- [PROBLEM DETAILS] The answer should be one number: the count of lines in the listing below with "usize" in them.

::::::

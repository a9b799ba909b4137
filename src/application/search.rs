//! Hybrid search.
//!
//! Runs the lexical (FTS5) and dense (query embedding + cosine) legs
//! concurrently under one latency budget, min-max normalizes both score
//! sets, fuses them with configurable weights, and degrades to a
//! single-leg response when the other leg fails or overruns. Every query
//! appends a performance record to the search telemetry sink.

use std::collections::HashMap;
use std::sync::Arc;
use std::time::{Duration, Instant};

use crate::adapters::store::{IndexStore, LexicalCandidate};
use crate::application::embedding::EmbeddingEngine;
use crate::domain::error::{Error, Result};
use crate::domain::types::{
    Language, SearchFallbackMode, SearchPerformanceRecord, SearchResult,
};
use crate::infrastructure::telemetry::Telemetry;

/// Hybrid search settings.
#[derive(Debug, Clone)]
pub struct SearchConfig {
    /// Candidates requested from the lexical leg
    pub lexical_candidates: usize,
    /// Candidates requested from the vector leg
    pub vector_candidates: usize,
    /// Weight of the dense score in fusion
    pub dense_weight: f32,
    /// Weight of the lexical score in fusion
    pub lexical_weight: f32,
    /// Global per-query budget
    pub timeout: Duration,
}

impl Default for SearchConfig {
    fn default() -> Self {
        Self {
            lexical_candidates: 50,
            vector_candidates: 50,
            dense_weight: 0.6,
            lexical_weight: 0.4,
            timeout: Duration::from_millis(300),
        }
    }
}

impl SearchConfig {
    /// Validate the weight configuration (must sum to 1.0).
    pub fn validated(self) -> Result<Self> {
        if (self.dense_weight + self.lexical_weight - 1.0).abs() > 1e-6 {
            return Err(Error::invalid_input(format!(
                "search weights must sum to 1.0 (dense {} + lexical {})",
                self.dense_weight, self.lexical_weight
            )));
        }
        Ok(self)
    }
}

/// One search request.
#[derive(Debug, Clone)]
pub struct SearchRequest {
    /// Free-text query
    pub query: String,
    /// Restrict results to paths under this directory
    pub directory: Option<String>,
    /// Restrict results to one language
    pub language: Option<Language>,
    /// Maximum results, in `[1, 100]`
    pub limit: usize,
}

impl SearchRequest {
    /// Request with defaults for the optional filters.
    pub fn new(query: impl Into<String>, limit: usize) -> Self {
        Self {
            query: query.into(),
            directory: None,
            language: None,
            limit,
        }
    }
}

/// One search response.
#[derive(Debug, Clone)]
pub struct SearchResponse {
    /// Ranked results
    pub results: Vec<SearchResult>,
    /// Absent leg when degraded, `None` for a full hybrid response
    pub fallback_mode: Option<SearchFallbackMode>,
    /// End-to-end latency
    pub total_time_ms: u64,
}

/// The hybrid search service.
pub struct HybridSearch {
    store: Arc<IndexStore>,
    engine: Arc<EmbeddingEngine>,
    telemetry: Option<Arc<Telemetry>>,
    config: SearchConfig,
}

impl HybridSearch {
    /// Service over the given store and engine.
    pub fn new(
        store: Arc<IndexStore>,
        engine: Arc<EmbeddingEngine>,
        telemetry: Option<Arc<Telemetry>>,
        config: SearchConfig,
    ) -> Result<Self> {
        Ok(Self {
            store,
            engine,
            telemetry,
            config: config.validated()?,
        })
    }

    /// Run one query.
    pub async fn search(&self, request: &SearchRequest) -> Result<SearchResponse> {
        if request.query.trim().is_empty() {
            return Err(Error::invalid_input("empty query"));
        }
        if request.limit == 0 || request.limit > 100 {
            return Err(Error::invalid_input(format!(
                "limit must be in [1, 100], got {}",
                request.limit
            )));
        }

        let started = Instant::now();
        let budget = self.config.timeout;

        let lexical_leg = async {
            let leg_started = Instant::now();
            let result = tokio::time::timeout(
                budget,
                self.store.lexical_search(
                    &request.query,
                    self.config.lexical_candidates,
                    request.directory.as_deref(),
                    request.language,
                ),
            )
            .await;
            (flatten_leg(result, "lexical"), leg_started.elapsed())
        };

        let vector_leg = async {
            let leg_started = Instant::now();
            let result = tokio::time::timeout(budget, self.dense_candidates(request)).await;
            (flatten_leg(result, "vector"), leg_started.elapsed())
        };

        let ((lexical, lexical_time), (vector, vector_time)) =
            tokio::join!(lexical_leg, vector_leg);

        let ranking_started = Instant::now();
        let fallback_mode = match (&lexical, &vector) {
            (Ok(_), Ok(_)) => None,
            (Ok(_), Err(e)) => {
                tracing::warn!(error = %e, "vector leg absent, lexical-only response");
                Some(SearchFallbackMode::Vector)
            }
            (Err(e), Ok(_)) => {
                tracing::warn!(error = %e, "lexical leg absent, vector-only response");
                Some(SearchFallbackMode::Lexical)
            }
            (Err(lex_err), Err(vec_err)) => {
                return Err(Error::sla_violation(format!(
                    "both search legs failed: lexical: {lex_err}; vector: {vec_err}"
                )));
            }
        };

        let lexical_candidates = lexical.as_ref().map(|c| c.len()).unwrap_or(0);
        let vector_candidates = vector.as_ref().map(|c| c.len()).unwrap_or(0);

        let results = self
            .fuse(
                lexical.unwrap_or_default(),
                vector.unwrap_or_default(),
                request.limit,
            )
            .await?;
        let unique_candidates = results.1;
        let ranking_time = ranking_started.elapsed();
        let total_time = started.elapsed();
        let sla_violation = total_time > budget;

        let record = SearchPerformanceRecord {
            timestamp: chrono::Utc::now(),
            lexical_time_ms: lexical_time.as_millis() as u64,
            vector_time_ms: vector_time.as_millis() as u64,
            ranking_time_ms: ranking_time.as_millis() as u64,
            total_time_ms: total_time.as_millis() as u64,
            lexical_candidates,
            vector_candidates,
            unique_candidates,
            sla_violation,
            fallback_mode,
        };
        if let Some(telemetry) = &self.telemetry {
            telemetry.record_search(&record);
        }

        Ok(SearchResponse {
            results: results.0,
            fallback_mode,
            total_time_ms: record.total_time_ms,
        })
    }

    /// Dense leg: embed the query, rank stored vectors by cosine.
    async fn dense_candidates(&self, request: &SearchRequest) -> Result<Vec<(String, f32)>> {
        let profile = self.engine.active_profile().await;
        let query_vector = self.engine.embed_query(&request.query).await?;
        let stored = self
            .store
            .vectors_for_model(&profile.model, &profile.model_version, profile.dimensions)
            .await?;

        let mut scored: Vec<(String, f32)> = stored
            .into_iter()
            .map(|(hash, vector)| {
                let score = cosine_similarity(&query_vector, &vector);
                (hash, score)
            })
            .collect();
        scored.sort_by(|a, b| b.1.partial_cmp(&a.1).unwrap_or(std::cmp::Ordering::Equal));
        scored.truncate(self.config.vector_candidates);
        Ok(scored)
    }

    /// Min-max normalize both legs, fuse, order, truncate. Returns the
    /// ranked results plus the unioned candidate count.
    async fn fuse(
        &self,
        lexical: Vec<LexicalCandidate>,
        vector: Vec<(String, f32)>,
        limit: usize,
    ) -> Result<(Vec<SearchResult>, usize)> {
        let lexical_norm = min_max_normalize(
            lexical
                .iter()
                .map(|c| (c.chunk_hash.clone(), c.score))
                .collect(),
        );
        let dense_norm = min_max_normalize(vector);

        let mut union: HashMap<String, (f32, Option<f32>, Option<f32>)> = HashMap::new();
        for (hash, score) in &lexical_norm {
            let entry = union.entry(hash.clone()).or_insert((0.0, None, None));
            entry.1 = Some(*score);
        }
        for (hash, score) in &dense_norm {
            let entry = union.entry(hash.clone()).or_insert((0.0, None, None));
            entry.2 = Some(*score);
        }
        for value in union.values_mut() {
            // Missing-side score contributes zero
            value.0 = self.config.dense_weight * value.2.unwrap_or(0.0)
                + self.config.lexical_weight * value.1.unwrap_or(0.0);
        }
        let unique_candidates = union.len();

        let hashes: Vec<String> = union.keys().cloned().collect();
        let chunks = self.store.chunks_by_hashes(&hashes).await?;

        let mut ranked: Vec<(u32, SearchResult)> = chunks
            .into_iter()
            .filter_map(|chunk| {
                let (combined, lexical_score, dense_score) = *union.get(&chunk.chunk_hash)?;
                let start_byte = chunk.start_byte;
                Some((
                    start_byte,
                    SearchResult {
                        chunk_hash: chunk.chunk_hash,
                        file_path: chunk.file_path,
                        start_line: chunk.start_line,
                        end_line: chunk.end_line,
                        kind: chunk.kind,
                        name: chunk.name,
                        content: chunk.content,
                        score: combined,
                        lexical_score,
                        dense_score,
                    },
                ))
            })
            .collect();

        // Order by fused score; ties break on lower start byte then stable
        // hash so equal-score results never reshuffle between runs.
        ranked.sort_by(|(a_byte, a), (b_byte, b)| {
            b.score
                .partial_cmp(&a.score)
                .unwrap_or(std::cmp::Ordering::Equal)
                .then_with(|| a_byte.cmp(b_byte))
                .then_with(|| a.chunk_hash.cmp(&b.chunk_hash))
        });

        let results: Vec<SearchResult> = ranked
            .into_iter()
            .take(limit)
            .map(|(_, result)| result)
            .collect();
        Ok((results, unique_candidates))
    }
}

fn flatten_leg<T>(
    result: std::result::Result<Result<T>, tokio::time::error::Elapsed>,
    leg: &str,
) -> Result<T> {
    match result {
        Ok(Ok(value)) => Ok(value),
        Ok(Err(err)) => Err(err),
        Err(_) => Err(Error::sla_violation(format!("{leg} leg exceeded budget"))),
    }
}

/// Min-max normalize scores into `[0, 1]`; a single candidate maps to 1.0.
fn min_max_normalize(scored: Vec<(String, f32)>) -> Vec<(String, f32)> {
    if scored.is_empty() {
        return scored;
    }
    let min = scored.iter().map(|(_, s)| *s).fold(f32::INFINITY, f32::min);
    let max = scored
        .iter()
        .map(|(_, s)| *s)
        .fold(f32::NEG_INFINITY, f32::max);
    let range = max - min;
    scored
        .into_iter()
        .map(|(hash, score)| {
            let normalized = if range <= f32::EPSILON {
                1.0
            } else {
                (score - min) / range
            };
            (hash, normalized)
        })
        .collect()
}

/// Cosine similarity; 0.0 for mismatched or zero-norm vectors.
pub fn cosine_similarity(a: &[f32], b: &[f32]) -> f32 {
    if a.len() != b.len() || a.is_empty() {
        return 0.0;
    }
    let dot: f32 = a.iter().zip(b).map(|(x, y)| x * y).sum();
    let norm_a: f32 = a.iter().map(|x| x * x).sum::<f32>().sqrt();
    let norm_b: f32 = b.iter().map(|x| x * x).sum::<f32>().sqrt();
    if norm_a == 0.0 || norm_b == 0.0 {
        return 0.0;
    }
    dot / (norm_a * norm_b)
}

::::::

- [RESULT] 6